If you’re buying and holding in this market you’re not happy–
If you’re trying to do the exact opposite, or time the markets, I don’t think you’re going to be too happy either.
Truth is, not many investors are
happy right now.
Is your advisor a buy-and-holder? Are YOU a buy-and-holder? Ut-oh. Still parked in that stale Modern Portfolio Theory pie chart with 10% commodities and 10-20% in International equities? Start your engine and pull out of the parking lot–it’s time to head to greener pastures. https://youtu.be/70gIcZ0PN68
Conversely, are you or your advisor market timers? While this camp, I offer, is well-intentioned I caution that most are ill-equipped to navigate markets, good or bad, effectively, without getting killed with fees and commissions much less Grecian-Janet Yellen-Chinese market whiplash.
Why not use this market opportunity as the perfect time to make a change?
The Liberated Investor Movement subscribes to an alternative investment methodology to a traditional buy and hold strategy and one that doesn’t time markets—yet TACTICALLY shifts assets and investments as prudent, and only when the strict rules of the “risk on the field” call for such shifts.

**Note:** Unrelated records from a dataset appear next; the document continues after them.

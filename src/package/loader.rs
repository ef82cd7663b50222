//! Package resolution and reading

use flate2::read::GzDecoder;
use std::fs;
use std::io::{Cursor, Read};
use std::path::{Path, PathBuf};
use tar::Archive;
use tracing::{debug, info, warn};

use super::{
    FhirPackage, PackageError, PackageManifest, PackageSpec, RegistryClient,
    is_conformance_resource,
};

/// Resolves package references to loaded packages.
///
/// Registry references are looked up in the local cache first
/// (`<cache>/<id>#<version>/package`). A miss is downloaded only when a
/// registry client is configured.
#[derive(Debug, Clone)]
pub struct PackageLoader {
    cache_dir: PathBuf,
    registry: Option<RegistryClient>,
}

impl PackageLoader {
    pub fn new(cache_dir: impl Into<PathBuf>) -> Self {
        Self {
            cache_dir: cache_dir.into(),
            registry: None,
        }
    }

    pub fn with_registry(mut self, registry: RegistryClient) -> Self {
        self.registry = Some(registry);
        self
    }

    pub fn cache_dir(&self) -> &Path {
        &self.cache_dir
    }

    /// Load the package a spec points at
    pub async fn load(&self, spec: &PackageSpec) -> Result<FhirPackage, PackageError> {
        match spec {
            PackageSpec::Archive(path) => {
                let path = path.clone();
                blocking(move || {
                    let bytes = fs::read(&path)?;
                    read_archive(&bytes)
                })
                .await
            }
            PackageSpec::Directory(path) => {
                let path = path.clone();
                blocking(move || read_directory(&path)).await
            }
            PackageSpec::Registry { id, version } => {
                if let Some(dir) = self.find_cached(id, version.as_deref()) {
                    debug!(package = %id, path = %dir.display(), "Loading package from cache");
                    return blocking(move || read_directory(&dir)).await;
                }

                let Some(registry) = &self.registry else {
                    return Err(PackageError::NotFound(spec.to_string()));
                };

                let (version, bytes) = registry.download(id, version.as_deref()).await?;
                info!(package = %id, version = %version, "Downloaded package from registry");

                let target = self.cache_dir.join(format!("{id}#{version}"));
                blocking(move || {
                    match unpack_archive(&bytes, &target) {
                        Ok(()) => read_directory(&target),
                        Err(e) => {
                            warn!(
                                path = %target.display(),
                                error = %e,
                                "Could not write package to cache, reading archive directly"
                            );
                            read_archive(&bytes)
                        }
                    }
                })
                .await
            }
        }
    }

    /// `id#version` keys of every package present in the cache, sorted
    pub fn cached_packages(&self) -> Vec<String> {
        let Ok(entries) = fs::read_dir(&self.cache_dir) else {
            return Vec::new();
        };

        let mut keys: Vec<String> = entries
            .filter_map(|entry| entry.ok())
            .filter(|entry| entry.path().join("package").join("package.json").is_file())
            .filter_map(|entry| entry.file_name().to_str().map(str::to_string))
            .filter(|name| name.contains('#'))
            .collect();
        keys.sort();
        keys
    }

    /// Manifests of every cached package, in key order. Unreadable manifests are skipped.
    pub fn cached_manifests(&self) -> Vec<PackageManifest> {
        self.cached_packages()
            .into_iter()
            .filter_map(|key| {
                let path = self.cache_dir.join(&key).join("package").join("package.json");
                match fs::read(&path).map_err(PackageError::from).and_then(|bytes| {
                    serde_json::from_slice::<PackageManifest>(&bytes).map_err(PackageError::from)
                }) {
                    Ok(manifest) => Some(manifest),
                    Err(e) => {
                        debug!(package = %key, error = %e, "Skipping unreadable cached manifest");
                        None
                    }
                }
            })
            .collect()
    }

    /// Find a cached package directory, picking the highest version when none is given
    fn find_cached(&self, id: &str, version: Option<&str>) -> Option<PathBuf> {
        if let Some(version) = version {
            let dir = self.cache_dir.join(format!("{id}#{version}"));
            return dir.join("package").join("package.json").is_file().then_some(dir);
        }

        let prefix = format!("{id}#");
        self.cached_packages()
            .into_iter()
            .filter(|key| key.starts_with(&prefix))
            .max_by(|a, b| compare_versions(&a[prefix.len()..], &b[prefix.len()..]))
            .map(|key| self.cache_dir.join(key))
    }
}

/// Package references found in an IG directory: archives and unpacked packages
pub fn scan_directory(dir: &Path) -> Result<Vec<PackageSpec>, PackageError> {
    let mut specs = Vec::new();
    let mut entries: Vec<PathBuf> = fs::read_dir(dir)?
        .filter_map(|entry| entry.ok().map(|e| e.path()))
        .collect();
    entries.sort();

    for path in entries {
        let name = path
            .file_name()
            .and_then(|n| n.to_str())
            .unwrap_or_default();
        if path.is_file() && (name.ends_with(".tgz") || name.ends_with(".tar.gz")) {
            specs.push(PackageSpec::Archive(path));
        } else if path.is_dir()
            && (path.join("package").join("package.json").is_file()
                || path.join("package.json").is_file())
        {
            specs.push(PackageSpec::Directory(path));
        }
    }

    Ok(specs)
}

/// Read a gzipped package tarball held in memory
pub fn read_archive(bytes: &[u8]) -> Result<FhirPackage, PackageError> {
    let mut archive = Archive::new(GzDecoder::new(Cursor::new(bytes)));
    let mut manifest: Option<PackageManifest> = None;
    let mut resources = Vec::new();

    let entries = archive
        .entries()
        .map_err(|e| PackageError::InvalidArchive(e.to_string()))?;

    for entry in entries {
        let mut entry = entry.map_err(|e| PackageError::InvalidArchive(e.to_string()))?;
        if entry.header().entry_type().is_dir() {
            continue;
        }

        let path = entry
            .path()
            .map_err(|e| PackageError::InvalidArchive(e.to_string()))?
            .into_owned();
        let Some(name) = package_root_file(&path) else {
            continue;
        };

        let mut contents = String::new();
        if let Err(e) = entry.read_to_string(&mut contents) {
            warn!(file = %path.display(), error = %e, "Skipping unreadable package entry");
            continue;
        }

        if name == "package.json" {
            manifest = Some(
                serde_json::from_str(&contents)
                    .map_err(|e| PackageError::Manifest(format!("archive: {e}")))?,
            );
        } else if let Some(resource) = parse_resource_file(&path, &contents) {
            resources.push(resource);
        }
    }

    let manifest = manifest.ok_or_else(|| PackageError::Manifest("archive".to_string()))?;
    Ok(FhirPackage::from_manifest(manifest, resources))
}

/// Read an unpacked package directory (either the package root or its parent)
pub fn read_directory(dir: &Path) -> Result<FhirPackage, PackageError> {
    let root = if dir.join("package").join("package.json").is_file() {
        dir.join("package")
    } else {
        dir.to_path_buf()
    };

    let manifest_path = root.join("package.json");
    let manifest: PackageManifest = fs::read_to_string(&manifest_path)
        .map_err(|_| PackageError::Manifest(root.display().to_string()))
        .and_then(|text| {
            serde_json::from_str(&text)
                .map_err(|e| PackageError::Manifest(format!("{}: {e}", root.display())))
        })?;

    let mut files: Vec<PathBuf> = fs::read_dir(&root)?
        .filter_map(|entry| entry.ok().map(|e| e.path()))
        .filter(|p| p.is_file() && p.extension().is_some_and(|ext| ext == "json"))
        .filter(|p| {
            let name = p.file_name().and_then(|n| n.to_str()).unwrap_or_default();
            name != "package.json" && !name.starts_with('.')
        })
        .collect();
    files.sort();

    let mut resources = Vec::new();
    for file in files {
        match fs::read_to_string(&file) {
            Ok(contents) => {
                if let Some(resource) = parse_resource_file(&file, &contents) {
                    resources.push(resource);
                }
            }
            Err(e) => warn!(file = %file.display(), error = %e, "Skipping unreadable package file"),
        }
    }

    Ok(FhirPackage::from_manifest(manifest, resources))
}

/// Unpack a package tarball into a cache directory
pub fn unpack_archive(bytes: &[u8], target: &Path) -> Result<(), PackageError> {
    fs::create_dir_all(target)?;
    let mut archive = Archive::new(GzDecoder::new(Cursor::new(bytes)));
    archive
        .unpack(target)
        .map_err(|e| PackageError::InvalidArchive(e.to_string()))
}

/// File name of an entry that sits directly under `package/`, if any.
/// Examples, `other/` material and dot-files are ignored.
fn package_root_file(path: &Path) -> Option<String> {
    let mut components = path.components();
    let first = components.next()?.as_os_str().to_str()?;
    let second = components.next()?.as_os_str().to_str()?;
    if first != "package" || components.next().is_some() {
        return None;
    }
    if second.starts_with('.') || !second.ends_with(".json") {
        return None;
    }
    Some(second.to_string())
}

fn parse_resource_file(path: &Path, contents: &str) -> Option<serde_json::Value> {
    match serde_json::from_str::<serde_json::Value>(contents) {
        Ok(resource) if is_conformance_resource(&resource) => Some(resource),
        Ok(_) => None,
        Err(e) => {
            warn!(file = %path.display(), error = %e, "Skipping malformed package file");
            None
        }
    }
}

/// Compare dotted version strings numerically where possible
fn compare_versions(a: &str, b: &str) -> std::cmp::Ordering {
    let parse = |v: &str| -> Vec<(u64, String)> {
        v.split(['.', '-'])
            .map(|part| (part.parse::<u64>().unwrap_or(0), part.to_string()))
            .collect()
    };
    parse(a).cmp(&parse(b))
}

async fn blocking<T, F>(f: F) -> Result<T, PackageError>
where
    F: FnOnce() -> Result<T, PackageError> + Send + 'static,
    T: Send + 'static,
{
    tokio::task::spawn_blocking(f)
        .await
        .map_err(|e| PackageError::Io(std::io::Error::other(e.to_string())))?
}
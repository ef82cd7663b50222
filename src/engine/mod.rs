//! Engine adapter: the boundary between the service and the conformance engine.
//!
//! The service never evaluates conformance rules itself. It talks to a
//! [`ValidationEngine`] through the types in this module, which play the role
//! of the engine's native issue model. The outcome formatter translates them
//! into the stable wire representation, so an engine upgrade never changes what
//! clients see.
//!
//! - [`ValidationEngine`] - the pluggable capability
//! - [`EngineSession`] - an initialized engine shared read-only by all requests
//! - [`ConformanceEngine`] - the built-in package-backed implementation

pub mod base;
pub mod conformance;
pub mod definitions;
pub mod resource;
pub mod session;

use async_trait::async_trait;
use serde::Serialize;
use std::sync::Arc;
use thiserror::Error;

use crate::core::ValidationRequest;
use crate::package::FhirPackage;

pub use conformance::ConformanceEngine;
pub use definitions::{DefinitionSet, ElementBinding, ElementDefinition, StructureSummary};
pub use session::EngineSession;

/// Issue level as reported by the engine
#[derive(Debug, Clone, Copy, PartialEq, Eq, Serialize)]
#[serde(rename_all = "lowercase")]
pub enum EngineLevel {
    Fatal,
    Error,
    Warning,
    Information,
    Hint,
}

/// Issue category as reported by the engine
#[derive(Debug, Clone, Copy, PartialEq, Eq, Serialize)]
#[serde(rename_all = "kebab-case")]
pub enum IssueType {
    Invalid,
    Structure,
    Required,
    Value,
    CodeInvalid,
    NotFound,
    NotSupported,
    Processing,
    Informational,
    Exception,
    Timeout,
}

impl IssueType {
    pub fn as_str(&self) -> &'static str {
        match self {
            IssueType::Invalid => "invalid",
            IssueType::Structure => "structure",
            IssueType::Required => "required",
            IssueType::Value => "value",
            IssueType::CodeInvalid => "code-invalid",
            IssueType::NotFound => "not-found",
            IssueType::NotSupported => "not-supported",
            IssueType::Processing => "processing",
            IssueType::Informational => "informational",
            IssueType::Exception => "exception",
            IssueType::Timeout => "timeout",
        }
    }
}

/// A message produced by the engine for one validation call
#[derive(Debug, Clone, PartialEq, Eq, Serialize)]
pub struct EngineIssue {
    pub level: EngineLevel,
    pub issue_type: IssueType,
    /// Path into the resource, e.g. `Patient.name[0].given`
    pub location: String,
    pub message: String,
    /// Stable engine message identifier, when the engine provides one
    pub message_id: Option<String>,
    pub line: Option<u32>,
    pub column: Option<u32>,
}

impl EngineIssue {
    pub fn new(
        level: EngineLevel,
        issue_type: IssueType,
        location: impl Into<String>,
        message: impl Into<String>,
    ) -> Self {
        Self {
            level,
            issue_type,
            location: location.into(),
            message: message.into(),
            message_id: None,
            line: None,
            column: None,
        }
    }

    pub fn error(
        issue_type: IssueType,
        location: impl Into<String>,
        message: impl Into<String>,
    ) -> Self {
        Self::new(EngineLevel::Error, issue_type, location, message)
    }

    pub fn warning(
        issue_type: IssueType,
        location: impl Into<String>,
        message: impl Into<String>,
    ) -> Self {
        Self::new(EngineLevel::Warning, issue_type, location, message)
    }

    pub fn information(
        issue_type: IssueType,
        location: impl Into<String>,
        message: impl Into<String>,
    ) -> Self {
        Self::new(EngineLevel::Information, issue_type, location, message)
    }

    pub fn with_message_id(mut self, id: impl Into<String>) -> Self {
        self.message_id = Some(id.into());
        self
    }

    pub fn with_position(mut self, line: u32, column: u32) -> Self {
        self.line = Some(line);
        self.column = Some(column);
        self
    }
}

/// Why the engine refused to process a request
#[derive(Debug, Clone, Copy, PartialEq, Eq)]
pub enum EngineErrorKind {
    /// The content is not a resource the engine knows
    UnsupportedResourceType,
    /// The request names a FHIR version the session was not built for
    UnsupportedVersion,
    /// The content could not be interpreted as a resource
    Unprocessable,
    /// The engine does not offer the requested operation
    Unsupported,
    /// The engine failed internally
    Internal,
}

/// Invocation-level engine failure
#[derive(Error, Debug, Clone)]
#[error("{message}")]
pub struct EngineError {
    pub kind: EngineErrorKind,
    pub message: String,
    /// Issues explaining the failure, in engine order
    pub issues: Vec<EngineIssue>,
}

impl EngineError {
    pub fn new(kind: EngineErrorKind, message: impl Into<String>) -> Self {
        Self {
            kind,
            message: message.into(),
            issues: Vec::new(),
        }
    }

    /// Build an error that carries a single explanatory issue with the same text
    pub fn with_issue(kind: EngineErrorKind, issue: EngineIssue) -> Self {
        Self {
            kind,
            message: issue.message.clone(),
            issues: vec![issue],
        }
    }

    pub fn unsupported(operation: &str) -> Self {
        Self::new(
            EngineErrorKind::Unsupported,
            format!("The validation engine does not support {operation}"),
        )
    }

    pub fn internal(message: impl Into<String>) -> Self {
        Self::new(EngineErrorKind::Internal, message)
    }
}

/// Name and version of an engine implementation
#[derive(Debug, Clone, PartialEq, Eq, Serialize)]
pub struct EngineInfo {
    pub name: String,
    pub version: String,
}

/// Summary of a package known to an engine
#[derive(Debug, Clone, PartialEq, Eq, Serialize)]
pub struct PackageSummary {
    pub id: String,
    pub version: String,
    pub canonical: Option<String>,
    /// StructureDefinition URLs contributed by the package, sorted
    pub profiles: Vec<String>,
}

/// Definitions to add when deriving an extended engine
#[derive(Debug, Default, Clone)]
pub struct DefinitionAdditions {
    pub packages: Vec<FhirPackage>,
    /// Standalone conformance resources (StructureDefinitions) as JSON
    pub resources: Vec<serde_json::Value>,
}

impl DefinitionAdditions {
    pub fn package(package: FhirPackage) -> Self {
        Self {
            packages: vec![package],
            resources: Vec::new(),
        }
    }

    pub fn resource(resource: serde_json::Value) -> Self {
        Self {
            packages: Vec::new(),
            resources: vec![resource],
        }
    }
}

/// The conformance-checking capability the service delegates to.
///
/// Implementations hold their loaded definitions and must be safe to call
/// concurrently through a shared reference. `validate` must not change any
/// state visible to later calls: the same request always yields the same
/// issues, terminology-server answers aside.
#[async_trait]
pub trait ValidationEngine: Send + Sync {
    /// Name and version of the engine
    fn info(&self) -> EngineInfo;

    /// Validate one request, returning issues in the order the engine found them
    async fn validate(
        &self,
        request: &ValidationRequest,
    ) -> Result<Vec<EngineIssue>, EngineError>;

    /// Resource type names known to the engine, sorted and distinct
    fn resource_types(&self) -> Vec<String>;

    /// StructureDefinition URLs known to the engine, sorted and distinct
    fn structures(&self) -> Vec<String>;

    /// Packages loaded into the engine
    fn packages(&self) -> Vec<PackageSummary>;

    /// Derive a new engine with additional definitions.
    ///
    /// The receiver is left untouched; callers swap the returned engine in.
    fn extend(
        &self,
        additions: DefinitionAdditions,
    ) -> Result<Arc<dyn ValidationEngine>, EngineError> {
        let _ = additions;
        Err(EngineError::unsupported("loading definitions at runtime"))
    }
}
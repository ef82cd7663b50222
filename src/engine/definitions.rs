//! Definitions an engine validates against: resource types and StructureDefinitions

use serde_json::Value;
use std::collections::{BTreeMap, BTreeSet};
use tracing::debug;

use super::base::R4_RESOURCE_TYPES;
use super::{EngineError, EngineErrorKind, PackageSummary};
use crate::core::FhirVersion;
use crate::package::FhirPackage;
use crate::terminology::BindingStrength;

const CORE_STRUCTURE_PREFIX: &str = "http://hl7.org/fhir/StructureDefinition/";

/// Value set binding of an element
#[derive(Debug, Clone, PartialEq, Eq)]
pub struct ElementBinding {
    pub strength: BindingStrength,
    pub value_set: Option<String>,
}

/// The parts of an ElementDefinition the engine checks
#[derive(Debug, Clone, PartialEq, Eq)]
pub struct ElementDefinition {
    /// Element path, e.g. `Patient.name.given`
    pub path: String,
    pub min: u32,
    /// `None` means unbounded (`*`)
    pub max: Option<u32>,
    pub binding: Option<ElementBinding>,
    pub types: Vec<String>,
    /// Set on slice entries, which repeat the path of the sliced element
    pub slice_name: Option<String>,
}

impl ElementDefinition {
    fn from_json(element: &Value) -> Option<Self> {
        let path = element.get("path")?.as_str()?.to_string();
        let min = element
            .get("min")
            .and_then(|v| v.as_u64())
            .and_then(|v| u32::try_from(v).ok())
            .unwrap_or(0);
        let max = match element.get("max").and_then(|v| v.as_str()) {
            Some("*") | None => None,
            Some(max) => max.parse().ok(),
        };
        let binding = element.get("binding").and_then(|binding| {
            let strength = BindingStrength::parse(binding.get("strength")?.as_str()?)?;
            let value_set = binding
                .get("valueSet")
                .and_then(|v| v.as_str())
                .map(str::to_string);
            Some(ElementBinding {
                strength,
                value_set,
            })
        });
        let types = element
            .get("type")
            .and_then(|v| v.as_array())
            .map(|types| {
                types
                    .iter()
                    .filter_map(|t| t.get("code").and_then(|c| c.as_str()))
                    .map(str::to_string)
                    .collect()
            })
            .unwrap_or_default();

        Some(Self {
            path,
            min,
            max,
            binding,
            types,
            slice_name: element
                .get("sliceName")
                .and_then(|v| v.as_str())
                .map(str::to_string),
        })
    }

    /// Last path segment, without a choice-type suffix
    pub fn name(&self) -> &str {
        let name = self.path.rsplit('.').next().unwrap_or(&self.path);
        name.strip_suffix("[x]").unwrap_or(name)
    }

    pub fn is_choice(&self) -> bool {
        self.path.ends_with("[x]")
    }

    /// Whether a JSON property name refers to this element.
    ///
    /// Choice elements (`value[x]`) match any property that continues the
    /// name with a type, such as `valueQuantity`.
    pub fn matches(&self, property: &str) -> bool {
        if self.is_choice() {
            property
                .strip_prefix(self.name())
                .and_then(|rest| rest.chars().next())
                .is_some_and(|c| c.is_ascii_uppercase())
        } else {
            self.name() == property
        }
    }

    /// Path of the parent element, e.g. `Patient.name` for `Patient.name.given`
    pub fn parent_path(&self) -> Option<&str> {
        self.path.rsplit_once('.').map(|(parent, _)| parent)
    }
}

/// A StructureDefinition, reduced to what validation needs
#[derive(Debug, Clone, PartialEq, Eq)]
pub struct StructureSummary {
    pub url: String,
    pub name: Option<String>,
    pub kind: Option<String>,
    /// The resource or data type constrained or defined
    pub type_name: String,
    pub derivation: Option<String>,
    pub base_definition: Option<String>,
    pub is_abstract: bool,
    /// Snapshot elements, or the differential when no snapshot is present
    pub elements: Vec<ElementDefinition>,
}

impl StructureSummary {
    pub fn from_json(resource: &Value) -> Option<Self> {
        if resource.get("resourceType").and_then(|v| v.as_str()) != Some("StructureDefinition") {
            return None;
        }
        let url = resource.get("url")?.as_str()?.to_string();
        let type_name = resource.get("type")?.as_str()?.to_string();
        let text = |key: &str| {
            resource
                .get(key)
                .and_then(|v| v.as_str())
                .map(str::to_string)
        };

        let elements = ["snapshot", "differential"]
            .iter()
            .find_map(|section| resource.get(*section)?.get("element")?.as_array())
            .map(|elements| elements.iter().filter_map(ElementDefinition::from_json).collect())
            .unwrap_or_default();

        Some(Self {
            url,
            name: text("name"),
            kind: text("kind"),
            type_name,
            derivation: text("derivation"),
            base_definition: text("baseDefinition"),
            is_abstract: resource
                .get("abstract")
                .and_then(|v| v.as_bool())
                .unwrap_or(false),
            elements,
        })
    }

    /// A profile constrains another definition rather than defining a type
    pub fn is_profile(&self) -> bool {
        self.derivation.as_deref() == Some("constraint")
    }

    /// Whether this defines a concrete resource type
    pub fn defines_resource_type(&self) -> bool {
        self.kind.as_deref() == Some("resource")
            && !self.is_abstract
            && !self.is_profile()
            && self.url == format!("{CORE_STRUCTURE_PREFIX}{}", self.type_name)
    }

    pub fn element(&self, path: &str) -> Option<&ElementDefinition> {
        self.elements
            .iter()
            .find(|e| e.path == path && e.slice_name.is_none())
    }

    /// Direct children of an element path, slices excluded
    pub fn children<'a>(&'a self, path: &str) -> impl Iterator<Item = &'a ElementDefinition> {
        self.elements
            .iter()
            .filter(move |e| e.slice_name.is_none() && e.parent_path() == Some(path))
    }

    /// The child definition a JSON property name refers to
    pub fn child(&self, parent: &str, property: &str) -> Option<&ElementDefinition> {
        self.children(parent).find(|e| e.matches(property))
    }
}

/// Every definition an engine has loaded
#[derive(Debug, Clone)]
pub struct DefinitionSet {
    fhir_version: FhirVersion,
    resource_types: BTreeSet<String>,
    structures: BTreeMap<String, StructureSummary>,
    packages: Vec<PackageSummary>,
}

impl DefinitionSet {
    /// Base definitions for a FHIR version, before any package is added
    pub fn base(fhir_version: FhirVersion) -> Self {
        let resource_types = match fhir_version {
            FhirVersion::R4 => R4_RESOURCE_TYPES.iter().map(|t| t.to_string()).collect(),
            _ => BTreeSet::new(),
        };
        Self {
            fhir_version,
            resource_types,
            structures: BTreeMap::new(),
            packages: Vec::new(),
        }
    }

    /// Build definitions from packages and standalone StructureDefinitions.
    ///
    /// Fails when a package targets a different FHIR version, or when no
    /// resource types are known at all (a non-R4 session without its core
    /// package).
    pub fn build(
        fhir_version: FhirVersion,
        packages: &[FhirPackage],
        resources: &[Value],
    ) -> Result<Self, EngineError> {
        let mut set = Self::base(fhir_version);
        for package in packages {
            set.add_package(package)?;
        }
        for resource in resources {
            set.add_resource(resource)?;
        }

        if set.resource_types.is_empty() {
            return Err(EngineError::new(
                EngineErrorKind::UnsupportedVersion,
                format!(
                    "No resource definitions for FHIR {fhir_version}; load the {} package",
                    fhir_version.core_package()
                ),
            ));
        }
        Ok(set)
    }

    /// Add a package. A package with the same id replaces the earlier summary.
    pub fn add_package(&mut self, package: &FhirPackage) -> Result<(), EngineError> {
        if !package.fhir_versions.is_empty()
            && !package
                .fhir_versions
                .iter()
                .any(|v| self.fhir_version.matches(v))
        {
            return Err(EngineError::new(
                EngineErrorKind::UnsupportedVersion,
                format!(
                    "Package {} targets FHIR {}, but the engine is configured for {}",
                    package.key(),
                    package.fhir_versions.join(", "),
                    self.fhir_version
                ),
            ));
        }

        for resource in &package.resources {
            if let Some(structure) = StructureSummary::from_json(resource) {
                self.insert_structure(structure);
            }
        }

        self.packages.retain(|p| p.id != package.id);
        self.packages.push(package.summary());
        debug!(
            package = %package.key(),
            structures = self.structures.len(),
            "Added package definitions"
        );
        Ok(())
    }

    /// Add a standalone StructureDefinition
    pub fn add_resource(&mut self, resource: &Value) -> Result<(), EngineError> {
        let structure = StructureSummary::from_json(resource).ok_or_else(|| {
            EngineError::new(
                EngineErrorKind::Unprocessable,
                "Expected a StructureDefinition with 'url' and 'type'",
            )
        })?;
        self.insert_structure(structure);
        Ok(())
    }

    fn insert_structure(&mut self, structure: StructureSummary) {
        if structure.defines_resource_type() {
            self.resource_types.insert(structure.type_name.clone());
        }
        self.structures.insert(structure.url.clone(), structure);
    }

    pub fn fhir_version(&self) -> FhirVersion {
        self.fhir_version
    }

    pub fn is_resource_type(&self, name: &str) -> bool {
        self.resource_types.contains(name)
    }

    /// Look up a StructureDefinition by canonical, ignoring any `|version` suffix
    pub fn structure(&self, canonical: &str) -> Option<&StructureSummary> {
        let url = canonical.split('|').next().unwrap_or(canonical);
        self.structures.get(url)
    }

    /// The base StructureDefinition of a resource type, when one is loaded
    pub fn base_structure(&self, resource_type: &str) -> Option<&StructureSummary> {
        self.structures
            .get(&format!("{CORE_STRUCTURE_PREFIX}{resource_type}"))
    }

    pub fn resource_types(&self) -> Vec<String> {
        self.resource_types.iter().cloned().collect()
    }

    pub fn structure_urls(&self) -> Vec<String> {
        self.structures.keys().cloned().collect()
    }

    pub fn packages(&self) -> &[PackageSummary] {
        &self.packages
    }
}
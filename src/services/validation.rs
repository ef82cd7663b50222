//! Validation service

use std::sync::Arc;
use std::time::Instant;
use tokio::sync::Semaphore;
use tracing::{debug, info};

use super::SessionHandle;
use crate::core::ValidationRequest;
use crate::error::{Result, ServiceError};
use crate::outcome::{IssueSeverity, ValidationOutcome};

/// Runs validation requests against the current session.
///
/// The engine is read-only and shared, so calls are not serialized. A
/// semaphore bounds how many run at once, which caps the transient memory
/// of parsed resources on top of the loaded definitions.
pub struct ValidationService {
    sessions: Arc<SessionHandle>,
    permits: Arc<Semaphore>,
}

impl ValidationService {
    /// Create new validation service
    pub fn new(sessions: Arc<SessionHandle>, max_concurrent: usize) -> Self {
        Self {
            sessions,
            permits: Arc::new(Semaphore::new(max_concurrent.max(1))),
        }
    }

    /// Validation slots currently free
    pub fn available_permits(&self) -> usize {
        self.permits.available_permits()
    }

    /// Validate a translated request.
    ///
    /// The engine runs on its own task so neither a slow terminology lookup
    /// nor a large resource holds up the connection that accepted it. The
    /// permit moves with the task and is released when the engine finishes,
    /// even if the client has gone away.
    pub async fn validate(&self, request: ValidationRequest) -> Result<ValidationOutcome> {
        let session = self.sessions.current().await;
        let permit = self
            .permits
            .clone()
            .acquire_owned()
            .await
            .map_err(|_| {
                ServiceError::ServiceUnavailable("Validation pool is closed".to_string())
            })?;

        debug!(
            media_type = %request.media_type(),
            profiles = request.profiles().len(),
            "Dispatching validation"
        );

        let started = Instant::now();
        let task = tokio::spawn(async move {
            let _permit = permit;
            session.validate(&request).await
        });

        let outcome = task
            .await
            .map_err(|e| ServiceError::Internal(format!("Validation task failed: {e}")))??;

        info!(
            success = outcome.success(),
            issues = outcome.issues().len(),
            errors = outcome.count(IssueSeverity::Error) + outcome.count(IssueSeverity::Fatal),
            warnings = outcome.count(IssueSeverity::Warning),
            elapsed_ms = started.elapsed().as_millis() as u64,
            "Validation completed"
        );

        Ok(outcome)
    }
}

We call it the Liberated Investor Model.
Investor or Advisor bad behavior accounts for a tremendous percentage of under performance in investors portfolios. Liberated Investors don’t behave badly.
Don’t fall victim to “bad behavior” (also known as buying high and selling low) which will happen precisely at times when investors and the prevailing Media Noise will have you believe that markets are overvalued.
Dalbar’s Quantitative Analysis of Investor Behavior (QAIB):
“…when looking at long-term returns, the average asset allocation investor has under performed both equity and fixed income indicies. For the 5, 10 and 20-year time frames, the average asset allocation investor failed to keep up with inflation. Investor bad behavior accounts for staggering investment under performance.”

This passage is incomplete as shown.